◆ **Collected data entries**:
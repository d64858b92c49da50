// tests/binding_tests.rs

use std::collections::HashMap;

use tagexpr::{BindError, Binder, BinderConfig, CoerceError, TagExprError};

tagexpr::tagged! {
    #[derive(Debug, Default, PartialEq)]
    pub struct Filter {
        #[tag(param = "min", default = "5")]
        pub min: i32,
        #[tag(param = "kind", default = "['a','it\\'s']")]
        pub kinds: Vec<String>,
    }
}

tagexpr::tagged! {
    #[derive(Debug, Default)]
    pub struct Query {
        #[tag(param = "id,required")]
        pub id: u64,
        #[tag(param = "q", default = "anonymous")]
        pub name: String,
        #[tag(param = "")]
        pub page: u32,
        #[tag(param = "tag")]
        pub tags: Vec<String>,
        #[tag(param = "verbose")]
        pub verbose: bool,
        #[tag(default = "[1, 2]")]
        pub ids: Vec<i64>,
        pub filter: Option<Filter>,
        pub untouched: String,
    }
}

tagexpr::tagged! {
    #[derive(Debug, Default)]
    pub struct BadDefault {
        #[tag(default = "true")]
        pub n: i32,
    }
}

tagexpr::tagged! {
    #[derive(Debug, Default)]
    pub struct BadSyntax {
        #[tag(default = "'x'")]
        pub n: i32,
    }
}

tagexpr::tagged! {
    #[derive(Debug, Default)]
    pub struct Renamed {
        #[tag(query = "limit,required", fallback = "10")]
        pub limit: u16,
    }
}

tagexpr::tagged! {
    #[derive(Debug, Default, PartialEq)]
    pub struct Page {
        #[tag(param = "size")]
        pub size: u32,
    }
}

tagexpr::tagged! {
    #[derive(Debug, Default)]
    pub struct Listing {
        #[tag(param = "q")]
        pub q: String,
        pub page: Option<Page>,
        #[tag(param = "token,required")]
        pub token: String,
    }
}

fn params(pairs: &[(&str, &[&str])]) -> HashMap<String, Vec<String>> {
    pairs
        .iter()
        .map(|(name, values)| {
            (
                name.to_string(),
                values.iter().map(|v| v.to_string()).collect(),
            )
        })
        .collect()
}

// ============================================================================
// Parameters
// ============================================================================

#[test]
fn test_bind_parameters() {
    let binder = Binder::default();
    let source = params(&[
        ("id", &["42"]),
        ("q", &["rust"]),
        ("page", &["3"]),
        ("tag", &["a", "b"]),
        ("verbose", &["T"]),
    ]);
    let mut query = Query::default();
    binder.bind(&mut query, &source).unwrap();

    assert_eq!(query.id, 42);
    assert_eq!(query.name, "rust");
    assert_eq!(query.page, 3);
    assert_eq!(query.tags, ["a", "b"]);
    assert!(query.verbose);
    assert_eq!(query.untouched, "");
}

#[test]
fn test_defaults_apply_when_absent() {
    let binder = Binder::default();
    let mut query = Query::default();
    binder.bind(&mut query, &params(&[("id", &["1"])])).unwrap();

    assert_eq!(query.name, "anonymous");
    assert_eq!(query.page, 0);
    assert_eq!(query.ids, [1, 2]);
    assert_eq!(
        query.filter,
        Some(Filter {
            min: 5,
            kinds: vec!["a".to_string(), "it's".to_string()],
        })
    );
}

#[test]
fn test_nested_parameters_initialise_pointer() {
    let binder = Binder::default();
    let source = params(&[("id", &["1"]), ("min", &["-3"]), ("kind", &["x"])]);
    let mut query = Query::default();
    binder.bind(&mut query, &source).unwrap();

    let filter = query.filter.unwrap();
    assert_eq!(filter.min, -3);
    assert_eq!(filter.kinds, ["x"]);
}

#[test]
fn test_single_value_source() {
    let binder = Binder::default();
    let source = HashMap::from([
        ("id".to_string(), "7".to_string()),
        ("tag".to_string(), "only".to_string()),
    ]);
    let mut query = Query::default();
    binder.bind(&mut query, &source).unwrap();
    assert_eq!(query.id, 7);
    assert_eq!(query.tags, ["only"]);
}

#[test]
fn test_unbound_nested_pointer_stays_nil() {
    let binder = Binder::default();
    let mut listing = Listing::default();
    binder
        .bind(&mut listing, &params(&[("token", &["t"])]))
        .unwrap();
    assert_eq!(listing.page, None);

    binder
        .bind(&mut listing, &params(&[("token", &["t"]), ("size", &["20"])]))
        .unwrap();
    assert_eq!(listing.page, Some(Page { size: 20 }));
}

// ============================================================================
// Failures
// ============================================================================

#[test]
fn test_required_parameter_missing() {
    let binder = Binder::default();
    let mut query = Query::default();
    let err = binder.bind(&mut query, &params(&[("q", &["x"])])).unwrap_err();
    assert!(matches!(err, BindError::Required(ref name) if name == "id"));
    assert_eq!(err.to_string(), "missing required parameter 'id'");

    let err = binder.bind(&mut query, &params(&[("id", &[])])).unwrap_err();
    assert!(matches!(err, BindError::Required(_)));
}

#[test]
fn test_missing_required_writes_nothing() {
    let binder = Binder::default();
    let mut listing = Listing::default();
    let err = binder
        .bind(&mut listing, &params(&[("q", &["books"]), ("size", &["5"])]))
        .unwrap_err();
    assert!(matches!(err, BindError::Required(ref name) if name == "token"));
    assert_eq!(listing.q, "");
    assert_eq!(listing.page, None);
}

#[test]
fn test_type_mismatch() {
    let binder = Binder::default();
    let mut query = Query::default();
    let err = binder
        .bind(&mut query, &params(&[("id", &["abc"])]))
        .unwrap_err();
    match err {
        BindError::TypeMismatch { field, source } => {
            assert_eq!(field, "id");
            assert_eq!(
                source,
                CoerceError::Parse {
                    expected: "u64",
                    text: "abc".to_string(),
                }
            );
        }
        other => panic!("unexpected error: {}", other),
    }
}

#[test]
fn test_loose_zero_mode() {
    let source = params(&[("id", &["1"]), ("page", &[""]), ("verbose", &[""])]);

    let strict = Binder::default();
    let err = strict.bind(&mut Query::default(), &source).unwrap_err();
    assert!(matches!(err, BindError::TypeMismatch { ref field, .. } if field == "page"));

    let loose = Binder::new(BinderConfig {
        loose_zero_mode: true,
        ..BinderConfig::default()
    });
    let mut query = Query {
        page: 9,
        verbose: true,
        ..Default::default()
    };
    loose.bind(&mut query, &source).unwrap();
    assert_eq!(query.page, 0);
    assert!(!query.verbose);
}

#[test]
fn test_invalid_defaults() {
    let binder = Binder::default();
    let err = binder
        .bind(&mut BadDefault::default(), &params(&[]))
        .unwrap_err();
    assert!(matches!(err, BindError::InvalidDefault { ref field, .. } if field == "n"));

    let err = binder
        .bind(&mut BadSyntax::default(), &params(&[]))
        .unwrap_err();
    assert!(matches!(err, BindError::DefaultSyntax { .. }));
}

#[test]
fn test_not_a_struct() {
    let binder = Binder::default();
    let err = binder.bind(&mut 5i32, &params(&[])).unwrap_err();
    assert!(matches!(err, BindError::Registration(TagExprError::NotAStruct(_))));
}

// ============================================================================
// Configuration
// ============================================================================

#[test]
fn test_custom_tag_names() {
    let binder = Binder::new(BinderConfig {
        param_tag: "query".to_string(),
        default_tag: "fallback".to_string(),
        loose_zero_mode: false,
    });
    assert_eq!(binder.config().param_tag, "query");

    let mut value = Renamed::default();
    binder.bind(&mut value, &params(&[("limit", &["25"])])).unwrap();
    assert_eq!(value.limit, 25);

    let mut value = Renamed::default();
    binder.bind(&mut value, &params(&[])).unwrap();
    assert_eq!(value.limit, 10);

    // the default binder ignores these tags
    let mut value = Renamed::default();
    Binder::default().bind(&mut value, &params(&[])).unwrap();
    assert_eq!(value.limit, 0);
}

◆ **Exercise details**: Please write out the entries above in full, exactly as they read.

◆ **Exercise answer**:
repository d64858b92c49da50
// tests/binding_tests.rs

use std::collections::HashMap;

use tagexpr::{BindError, Binder, BinderConfig, CoerceError, TagExprError};

tagexpr::tagged! {
    #[derive(Debug, Default, PartialEq)]
    pub struct Filter {
        #[tag(param = "min", default = "5")]
        pub min: i32,
        #[tag(param = "kind", default = "['a','it\\'s']")]
        pub kinds: Vec<String>,
    }
}

tagexpr::tagged! {
    #[derive(Debug, Default)]
    pub struct Query {
        #[tag(param = "id,required")]
        pub id: u64,
        #[tag(param = "q", default = "anonymous")]
        pub name: String,
        #[tag(param = "")]
        pub page: u32,
        #[tag(param = "tag")]
        pub tags: Vec<String>,
        #[tag(param = "verbose")]
        pub verbose: bool,
        #[tag(default = "[1, 2]")]
        pub ids: Vec<i64>,
        pub filter: Option<Filter>,
        pub untouched: String,
    }
}

tagexpr::tagged! {
    #[derive(Debug, Default)]
    pub struct BadDefault {
        #[tag(default = "true")]
        pub n: i32,
    }
}

tagexpr::tagged! {
    #[derive(Debug, Default)]
    pub struct BadSyntax {
        #[tag(default = "'x'")]
        pub n: i32,
    }
}

tagexpr::tagged! {
    #[derive(Debug, Default)]
    pub struct Renamed {
        #[tag(query = "limit,required", fallback = "10")]
        pub limit: u16,
    }
}

tagexpr::tagged! {
    #[derive(Debug, Default, PartialEq)]
    pub struct Page {
        #[tag(param = "size")]
        pub size: u32,
    }
}

tagexpr::tagged! {
    #[derive(Debug, Default)]
    pub struct Listing {
        #[tag(param = "q")]
        pub q: String,
        pub page: Option<Page>,
        #[tag(param = "token,required")]
        pub token: String,
    }
}

fn params(pairs: &[(&str, &[&str])]) -> HashMap<String, Vec<String>> {
    pairs
        .iter()
        .map(|(name, values)| {
            (
                name.to_string(),
                values.iter().map(|v| v.to_string()).collect(),
            )
        })
        .collect()
}

// ============================================================================
// Parameters
// ============================================================================

#[test]
fn test_bind_parameters() {
    let binder = Binder::default();
    let source = params(&[
        ("id", &["42"]),
        ("q", &["rust"]),
        ("page", &["3"]),
        ("tag", &["a", "b"]),
        ("verbose", &["T"]),
    ]);
    let mut query = Query::default();
    binder.bind(&mut query, &source).unwrap();

    assert_eq!(query.id, 42);
    assert_eq!(query.name, "rust");
    assert_eq!(query.page, 3);
    assert_eq!(query.tags, ["a", "b"]);
    assert!(query.verbose);
    assert_eq!(query.untouched, "");
}

#[test]
fn test_defaults_apply_when_absent() {
    let binder = Binder::default();
    let mut query = Query::default();
    binder.bind(&mut query, &params(&[("id", &["1"])])).unwrap();

    assert_eq!(query.name, "anonymous");
    assert_eq!(query.page, 0);
    assert_eq!(query.ids, [1, 2]);
    assert_eq!(
        query.filter,
        Some(Filter {
            min: 5,
            kinds: vec!["a".to_string(), "it's".to_string()],
        })
    );
}

#[test]
fn test_nested_parameters_initialise_pointer() {
    let binder = Binder::default();
    let source = params(&[("id", &["1"]), ("min", &["-3"]), ("kind", &["x"])]);
    let mut query = Query::default();
    binder.bind(&mut query, &source).unwrap();

    let filter = query.filter.unwrap();
    assert_eq!(filter.min, -3);
    assert_eq!(filter.kinds, ["x"]);
}

#[test]
fn test_single_value_source() {
    let binder = Binder::default();
    let source = HashMap::from([
        ("id".to_string(), "7".to_string()),
        ("tag".to_string(), "only".to_string()),
    ]);
    let mut query = Query::default();
    binder.bind(&mut query, &source).unwrap();
    assert_eq!(query.id, 7);
    assert_eq!(query.tags, ["only"]);
}

#[test]
fn test_unbound_nested_pointer_stays_nil() {
    let binder = Binder::default();
    let mut listing = Listing::default();
    binder
        .bind(&mut listing, &params(&[("token", &["t"])]))
        .unwrap();
    assert_eq!(listing.page, None);

    binder
        .bind(&mut listing, &params(&[("token", &["t"]), ("size", &["20"])]))
        .unwrap();
    assert_eq!(listing.page, Some(Page { size: 20 }));
}

// ============================================================================
// Failures
// ============================================================================

#[test]
fn test_required_parameter_missing() {
    let binder = Binder::default();
    let mut query = Query::default();
    let err = binder.bind(&mut query, &params(&[("q", &["x"])])).unwrap_err();
    assert!(matches!(err, BindError::Required(ref name) if name == "id"));
    assert_eq!(err.to_string(), "missing required parameter 'id'");

    let err = binder.bind(&mut query, &params(&[("id", &[])])).unwrap_err();
    assert!(matches!(err, BindError::Required(_)));
}

#[test]
fn test_missing_required_writes_nothing() {
    let binder = Binder::default();
    let mut listing = Listing::default();
    let err = binder
        .bind(&mut listing, &params(&[("q", &["books"]), ("size", &["5"])]))
        .unwrap_err();
    assert!(matches!(err, BindError::Required(ref name) if name == "token"));
    assert_eq!(listing.q, "");
    assert_eq!(listing.page, None);
}

#[test]
fn test_type_mismatch() {
    let binder = Binder::default();
    let mut query = Query::default();
    let err = binder
        .bind(&mut query, &params(&[("id", &["abc"])]))
        .unwrap_err();
    match err {
        BindError::TypeMismatch { field, source } => {
            assert_eq!(field, "id");
            assert_eq!(
                source,
                CoerceError::Parse {
                    expected: "u64",
                    text: "abc".to_string(),
                }
            );
        }
        other => panic!("unexpected error: {}", other),
    }
}

#[test]
fn test_loose_zero_mode() {
    let source = params(&[("id", &["1"]), ("page", &[""]), ("verbose", &[""])]);

    let strict = Binder::default();
    let err = strict.bind(&mut Query::default(), &source).unwrap_err();
    assert!(matches!(err, BindError::TypeMismatch { ref field, .. } if field == "page"));

    let loose = Binder::new(BinderConfig {
        loose_zero_mode: true,
        ..BinderConfig::default()
    });
    let mut query = Query {
        page: 9,
        verbose: true,
        ..Default::default()
    };
    loose.bind(&mut query, &source).unwrap();
    assert_eq!(query.page, 0);
    assert!(!query.verbose);
}

#[test]
fn test_invalid_defaults() {
    let binder = Binder::default();
    let err = binder
        .bind(&mut BadDefault::default(), &params(&[]))
        .unwrap_err();
    assert!(matches!(err, BindError::InvalidDefault { ref field, .. } if field == "n"));

    let err = binder
        .bind(&mut BadSyntax::default(), &params(&[]))
        .unwrap_err();
    assert!(matches!(err, BindError::DefaultSyntax { .. }));
}

#[test]
fn test_not_a_struct() {
    let binder = Binder::default();
    let err = binder.bind(&mut 5i32, &params(&[])).unwrap_err();
    assert!(matches!(err, BindError::Registration(TagExprError::NotAStruct(_))));
}

// ============================================================================
// Configuration
// ============================================================================

#[test]
fn test_custom_tag_names() {
    let binder = Binder::new(BinderConfig {
        param_tag: "query".to_string(),
        default_tag: "fallback".to_string(),
        loose_zero_mode: false,
    });
    assert_eq!(binder.config().param_tag, "query");

    let mut value = Renamed::default();
    binder.bind(&mut value, &params(&[("limit", &["25"])])).unwrap();
    assert_eq!(value.limit, 25);

    let mut value = Renamed::default();
    binder.bind(&mut value, &params(&[])).unwrap();
    assert_eq!(value.limit, 10);

    // the default binder ignores these tags
    let mut value = Renamed::default();
    Binder::default().bind(&mut value, &params(&[])).unwrap();
    assert_eq!(value.limit, 0);
}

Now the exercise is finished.